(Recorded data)
= Beginning of Section =
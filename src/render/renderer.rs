use anyhow::{Context, Result};
use ratatui::{
    Frame, Terminal,
    backend::Backend,
    layout::{Alignment, Constraint, Direction, Flex, Layout, Rect},
    style::{Color, Modifier, Style},
    text::{Line, Span},
    widgets::{Block, BorderType, Borders, Clear, Paragraph},
};

use super::Renderer;
use crate::game::{Board, CellState, GameEnd, GameState};
use crate::metrics::GameMetrics;

/// Draws the game into a ratatui terminal
pub struct TerminalRenderer<B: Backend> {
    terminal: Terminal<B>,
}

impl<B: Backend> TerminalRenderer<B> {
    pub fn new(backend: B) -> Result<Self> {
        let terminal = Terminal::new(backend).context("Failed to create terminal")?;
        Ok(Self { terminal })
    }

    pub fn terminal(&self) -> &Terminal<B> {
        &self.terminal
    }

    pub fn terminal_mut(&mut self) -> &mut Terminal<B> {
        &mut self.terminal
    }
}

impl<B: Backend> Renderer for TerminalRenderer<B> {
    fn render(&mut self, state: &GameState, metrics: &GameMetrics) -> Result<()> {
        self.terminal
            .draw(|frame| {
                draw_game(frame, state, metrics);
            })
            .context("Failed to draw frame")?;
        Ok(())
    }

    fn render_game_over(&mut self, state: &GameState, metrics: &GameMetrics) -> Result<()> {
        self.terminal
            .draw(|frame| {
                let game_area = draw_game(frame, state, metrics);
                draw_game_over(frame, game_area, state);
            })
            .context("Failed to draw game over screen")?;
        Ok(())
    }
}

/// Draw header, board and footer; returns the board area
fn draw_game(frame: &mut Frame, state: &GameState, metrics: &GameMetrics) -> Rect {
    let chunks = Layout::default()
        .direction(Direction::Vertical)
        .constraints([
            Constraint::Length(1), // Header
            Constraint::Min(0),    // Game area
            Constraint::Length(1), // Footer
        ])
        .split(frame.area());

    frame.render_widget(stats(state, metrics), chunks[0]);
    frame.render_widget(grid(&state.board), chunks[1]);
    frame.render_widget(controls(), chunks[2]);

    chunks[1]
}

fn grid(board: &Board) -> Paragraph<'static> {
    let lines: Vec<Line> = board
        .rows()
        .map(|row| Line::from(row.iter().map(|cell| cell_span(*cell)).collect::<Vec<_>>()))
        .collect();

    Paragraph::new(lines)
        .block(
            Block::default()
                .borders(Borders::ALL)
                .border_type(BorderType::Double)
                .border_style(Style::default().fg(Color::White))
                .title(" Snake "),
        )
        .alignment(Alignment::Center)
}

fn cell_span(cell: CellState) -> Span<'static> {
    match cell {
        CellState::Head => Span::styled(
            "■ ",
            Style::default()
                .fg(Color::Cyan)
                .add_modifier(Modifier::BOLD),
        ),
        CellState::Body => Span::styled("□ ", Style::default().fg(Color::Green)),
        CellState::Food => Span::styled(
            "O ",
            Style::default().fg(Color::Red).add_modifier(Modifier::BOLD),
        ),
        CellState::Empty => Span::styled(". ", Style::default().fg(Color::DarkGray)),
    }
}

fn stats(state: &GameState, metrics: &GameMetrics) -> Paragraph<'static> {
    let label = Style::default().fg(Color::Yellow);
    let value = Style::default().fg(Color::White);

    Paragraph::new(Line::from(vec![
        Span::styled("Score: ", label),
        Span::styled(state.score.to_string(), value.add_modifier(Modifier::BOLD)),
        Span::raw("    "),
        Span::styled("Best: ", label),
        Span::styled(metrics.high_score.max(state.score).to_string(), value),
        Span::raw("    "),
        Span::styled("Length: ", label),
        Span::styled(state.snake.len().to_string(), value),
        Span::raw("    "),
        Span::styled("Time: ", label),
        Span::styled(metrics.format_time(), value),
    ]))
    .alignment(Alignment::Center)
}

fn controls() -> Paragraph<'static> {
    Paragraph::new(Line::from(vec![
        Span::styled("↑↓←→", Style::default().fg(Color::Cyan)),
        Span::raw(" or "),
        Span::styled("WASD", Style::default().fg(Color::Cyan)),
        Span::raw(" to move | "),
        Span::styled("Q", Style::default().fg(Color::Red)),
        Span::raw(" to quit"),
    ]))
    .alignment(Alignment::Center)
}

fn draw_game_over(frame: &mut Frame, area: Rect, state: &GameState) {
    let headline = match state.end {
        Some(GameEnd::BoardFull) => "BOARD FULL - YOU WIN",
        _ => "GAME OVER",
    };

    let text = vec![
        Line::from(Span::styled(
            headline,
            Style::default().fg(Color::Red).add_modifier(Modifier::BOLD),
        )),
        Line::from(""),
        Line::from(vec![
            Span::styled("Score: ", Style::default().fg(Color::Yellow)),
            Span::styled(
                state.score.to_string(),
                Style::default()
                    .fg(Color::White)
                    .add_modifier(Modifier::BOLD),
            ),
        ]),
        Line::from(""),
        Line::from(vec![
            Span::styled("Press ", Style::default().fg(Color::Gray)),
            Span::styled(
                "Y",
                Style::default()
                    .fg(Color::Green)
                    .add_modifier(Modifier::BOLD),
            ),
            Span::styled(" to play again or ", Style::default().fg(Color::Gray)),
            Span::styled(
                "N",
                Style::default().fg(Color::Red).add_modifier(Modifier::BOLD),
            ),
            Span::styled(" to quit", Style::default().fg(Color::Gray)),
        ]),
    ];

    let popup = centered(area, 44, 7);
    frame.render_widget(Clear, popup);
    frame.render_widget(
        Paragraph::new(text).alignment(Alignment::Center).block(
            Block::default()
                .borders(Borders::ALL)
                .border_style(Style::default().fg(Color::Red)),
        ),
        popup,
    );
}

fn centered(area: Rect, width: u16, height: u16) -> Rect {
    let [row] = Layout::vertical([Constraint::Length(height)])
        .flex(Flex::Center)
        .areas(area);
    let [popup] = Layout::horizontal([Constraint::Length(width)])
        .flex(Flex::Center)
        .areas(row);
    popup
}
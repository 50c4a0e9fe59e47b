pub mod handler;
pub mod terminal;

use anyhow::Result;
use std::time::Duration;

use crate::game::{Direction, ReplayChoice};

pub use handler::{InputHandler, KeyAction};
pub use terminal::TerminalInput;

/// What the player did during one tick
#[derive(Debug, Clone, Copy, PartialEq, Eq)]
pub enum TickInput {
    Steer(Direction),
    /// Nothing arrived before the timeout
    Idle,
    /// Stop playing; honoured between ticks
    Quit,
}

/// Source of player input consumed by the controller
pub trait InputSource {
    /// Wait at most `timeout` for a steering event
    fn poll_direction(&mut self, timeout: Duration) -> Result<TickInput>;

    /// Block until the player answers the replay prompt
    fn poll_replay_choice(&mut self) -> Result<ReplayChoice>;
}
use anyhow::{Context, Result};
use std::fs::File;
use std::path::Path;
use std::sync::Mutex;
use tracing_subscriber::EnvFilter;

/// Send tracing output to `path`; filter with `RUST_LOG`, `info` by default.
///
/// The terminal belongs to the game screen, so logs never go to stdout/stderr.
pub fn init(path: &Path) -> Result<()> {
    let file = File::create(path)
        .with_context(|| format!("Failed to create log file {}", path.display()))?;

    tracing_subscriber::fmt()
        .with_env_filter(
            EnvFilter::try_from_default_env().unwrap_or_else(|_| EnvFilter::new("info")),
        )
        .with_writer(Mutex::new(file))
        .with_ansi(false)
        .try_init()
        .map_err(|err| anyhow::anyhow!("Failed to install tracing subscriber: {err}"))
}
= End of Section =
_Task item_: The answer must be a verbatim transcription of the entries above, from the first line through the line that contains "frame.render_widget(grid(&state.board), chunks[1]);", and nothing more.

_Solved problem_:
filename src/render/renderer.rs
use anyhow::{Context, Result};
use ratatui::{
    Frame, Terminal,
    backend::Backend,
    layout::{Alignment, Constraint, Direction, Flex, Layout, Rect},
    style::{Color, Modifier, Style},
    text::{Line, Span},
    widgets::{Block, BorderType, Borders, Clear, Paragraph},
};

use super::Renderer;
use crate::game::{Board, CellState, GameEnd, GameState};
use crate::metrics::GameMetrics;

/// Draws the game into a ratatui terminal
pub struct TerminalRenderer<B: Backend> {
    terminal: Terminal<B>,
}

impl<B: Backend> TerminalRenderer<B> {
    pub fn new(backend: B) -> Result<Self> {
        let terminal = Terminal::new(backend).context("Failed to create terminal")?;
        Ok(Self { terminal })
    }

    pub fn terminal(&self) -> &Terminal<B> {
        &self.terminal
    }

    pub fn terminal_mut(&mut self) -> &mut Terminal<B> {
        &mut self.terminal
    }
}

impl<B: Backend> Renderer for TerminalRenderer<B> {
    fn render(&mut self, state: &GameState, metrics: &GameMetrics) -> Result<()> {
        self.terminal
            .draw(|frame| {
                draw_game(frame, state, metrics);
            })
            .context("Failed to draw frame")?;
        Ok(())
    }

    fn render_game_over(&mut self, state: &GameState, metrics: &GameMetrics) -> Result<()> {
        self.terminal
            .draw(|frame| {
                let game_area = draw_game(frame, state, metrics);
                draw_game_over(frame, game_area, state);
            })
            .context("Failed to draw game over screen")?;
        Ok(())
    }
}

/// Draw header, board and footer; returns the board area
fn draw_game(frame: &mut Frame, state: &GameState, metrics: &GameMetrics) -> Rect {
    let chunks = Layout::default()
        .direction(Direction::Vertical)
        .constraints([
            Constraint::Length(1), // Header
            Constraint::Min(0),    // Game area
            Constraint::Length(1), // Footer
        ])
        .split(frame.area());

    frame.render_widget(stats(state, metrics), chunks[0]);
    frame.render_widget(grid(&state.board), chunks[1]);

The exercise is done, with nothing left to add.